The PlayStation 3 consoles about to be sold in Europe, the Middle East, Asia, Africa and Australia will not be as compatible with PlayStation 2 games as those sold elsewhere. The news may bother many gamers, but it probably won’t affect Sony’s bottom line.
“Whatever the game console manufacturers do, there are always going to be some dissatisfied gamers, no question about it,” Michael Cai, Parks Associates gaming analyst, told TechNewsWorld. The fact that the PS3s coming to market in Eurasia on March 23 will be less adept at playing PS2 games should not significantly impact the sales and overall success of the new platform, he added.
Sony Computer Entertainment Europe (SCEE), in announcing the hardware specifications for the consoles, conceded they differ from the units currently being sold in the United States and elsewhere.
“The European PS3 … embodies a new combination of hardware and software emulation” which will allow the units to play “a broad range” of PlayStation and a “limited range” of PS2 games, said SCEE. The company said it purposely is designing the new consoles to have limited PS2 capability.
“PS3 is first and foremost a system that excels in playing games specifically designed to exploit the power and potential of the PS3 system,” Sony said.
SCEE stressed that PS3 games offer much higher-quality graphics, game-play and audio than PlayStation or PS2 titles. “Rather than concentrate on PS2 backwards compatibility, in the future, company resources will be increasingly focused on developing new games and entertainment features exclusively for PS3, truly taking advantage of this exciting technology,” explained SCEE.
In essence, the forthcoming consoles will rely on software to “emulate” the work done by computer chips in American PS3s that allow those units to be compatible with PS2 games. The Eurasian consoles’ backward compatibility will be flexible, according to SCEE.
“Some additional PS2 titles will become compatible on the PS3 system through regular downloadable firmware updates,” the company stated. These will be available from the PlayStation Web site or via PS3 discs, said Sony.
Additionally, console owners will be able to check whether their PS2 games are compatible with the PS3 by visiting faq.eu.playstation.com/bc after March 23, the company noted.

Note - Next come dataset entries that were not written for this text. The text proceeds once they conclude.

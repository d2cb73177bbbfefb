// Collector - 結果収集機能

use crate::core::{ProcessingOutcome, ProgressReporter};
use std::sync::Arc;
use tokio::sync::mpsc;
use tracing::{debug, error, warn};

/// 集計結果
#[derive(Debug, Clone, Copy, Default, PartialEq, Eq)]
pub struct CollectedCounts {
    pub succeeded: usize,
    pub failed: usize,
}

impl CollectedCounts {
    pub fn total(&self) -> usize {
        self.succeeded + self.failed
    }
}

/// Collector: チャンネルが閉じるまで結果を受け取り続ける
///
/// 失敗はファイル単位で報告するだけで、バッチを止めない。
pub fn spawn_result_collector<R>(
    mut result_rx: mpsc::Receiver<ProcessingOutcome>,
    reporter: Arc<R>,
) -> tokio::task::JoinHandle<CollectedCounts>
where
    R: ProgressReporter + ?Sized + 'static,
{
    tokio::spawn(async move {
        let mut counts = CollectedCounts::default();

        while let Some(outcome) = result_rx.recv().await {
            match outcome {
                ProcessingOutcome::Success { file_path } => {
                    debug!(path = %file_path.display(), "file succeeded");
                    reporter.report_file_completed(&file_path).await;
                    counts.succeeded += 1;
                }
                ProcessingOutcome::Failure { file_path, error: failure } => {
                    // ファイル起因でない失敗 (セマフォ停止など) は目立たせる
                    if failure.is_recoverable() {
                        warn!(
                            path = %file_path.display(),
                            severity = failure.severity().as_str(),
                            error = %failure,
                            "file failed"
                        );
                    } else {
                        error!(
                            path = %file_path.display(),
                            severity = failure.severity().as_str(),
                            error = %failure,
                            "file failed outside the decoder"
                        );
                    }
                    reporter.report_error(&file_path, &failure.to_string()).await;
                    counts.failed += 1;
                }
            }
        }

        counts
    })
}

#[cfg(test)]
mod tests {
    use super::*;
    use crate::core::traits::MockProgressReporter;
    use crate::core::ProcessingError;
    use crate::services::monitoring::NoOpProgressReporter;
    use std::path::PathBuf;

    fn failure(path: &str) -> ProcessingOutcome {
        ProcessingOutcome::Failure {
            file_path: PathBuf::from(path),
            error: ProcessingError::open(
                path,
                std::io::Error::new(std::io::ErrorKind::NotFound, "gone"),
            ),
        }
    }

    #[tokio::test]
    async fn test_result_collector_counts_results() {
        let (result_tx, result_rx) = mpsc::channel::<ProcessingOutcome>(10);
        let collector_handle =
            spawn_result_collector(result_rx, Arc::new(NoOpProgressReporter::new()));

        for i in 0..3 {
            result_tx
                .send(ProcessingOutcome::Success {
                    file_path: PathBuf::from(format!("/demos/{i}.dem")),
                })
                .await
                .unwrap();
        }
        result_tx.send(failure("/demos/bad.dem")).await.unwrap();
        drop(result_tx); // チャンネル終了

        let counts = collector_handle.await.unwrap();
        assert_eq!(
            counts,
            CollectedCounts {
                succeeded: 3,
                failed: 1
            }
        );
        assert_eq!(counts.total(), 4);
    }

    #[tokio::test]
    async fn test_result_collector_reports_each_outcome() {
        let mut reporter = MockProgressReporter::new();
        reporter
            .expect_report_file_completed()
            .withf(|path| path.ends_with("good.dem"))
            .times(1)
            .return_const(());
        reporter
            .expect_report_error()
            .withf(|path, error| path.ends_with("bad.dem") && error.contains("gone"))
            .times(1)
            .return_const(());

        let (result_tx, result_rx) = mpsc::channel::<ProcessingOutcome>(10);
        let collector_handle = spawn_result_collector(result_rx, Arc::new(reporter));

        result_tx
            .send(ProcessingOutcome::Success {
                file_path: PathBuf::from("/demos/good.dem"),
            })
            .await
            .unwrap();
        result_tx.send(failure("/demos/bad.dem")).await.unwrap();
        drop(result_tx);

        collector_handle.await.unwrap();
    }

    #[tokio::test]
    async fn test_result_collector_empty_channel() {
        let (result_tx, result_rx) = mpsc::channel::<ProcessingOutcome>(1);
        drop(result_tx);

        let counts = spawn_result_collector(result_rx, Arc::new(NoOpProgressReporter::new()))
            .await
            .unwrap();
        assert_eq!(counts, CollectedCounts::default());
    }
}
use anyhow::{Context, Result};
use overtime_report::{
    cli::Cli, create_default_processing_engine, logging::init_logging,
};
use std::process::ExitCode;
use tracing::warn;

#[tokio::main]
async fn main() -> Result<ExitCode> {
    // 使い方の誤りはclapがusageを表示して終了する
    let cli = Cli::parse_normalized(std::env::args_os()).unwrap_or_else(|e| e.exit());
    init_logging(cli.verbose)?;

    let target = cli
        .target()
        .context("Error: -dir OR -demo flag is required")?;

    let engine = create_default_processing_engine(cli.max_concurrent);
    let summary = engine
        .process_target(target)
        .await
        .context("batch processing failed")?;

    if summary.has_failures() {
        warn!(failed = summary.failed_files, "some demos could not be processed");
        if cli.fail_on_error {
            return Ok(ExitCode::FAILURE);
        }
    }

    Ok(ExitCode::SUCCESS)
}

Some Eurasian gamers aren’t happy, especially since Sony delayed the release of the PS3 in Europe, Africa and Asia and is charging more for it in some places than it did in North America. “Thats great,” wrote a person on one game forum, noting the company stalled the console’s release, is charging “extortionate” prices and is limiting the unit’s backward compatibility.
The decision to change the box’s guts is perceived by many to be a cost-cutting measure. There’s no real gain in making the PS3 fully PS2-compatible even if cost wasn’t a factor, Cai noted.
“If you look at the PS2 install base, there are more than 120 million units worldwide,” he stated. “And they are not discontinuing the PS2 quite yet. They’re still selling a lot of them. … If you already have such a large install base and if most of the PS3 buyers already have PS2, from a gamer’s perspective is backward compatibility all that important?” Cai asked.
“Hard-core gamers” who buy PS3s are “probably going to shift their budget to that new platform anyway,” he concluded.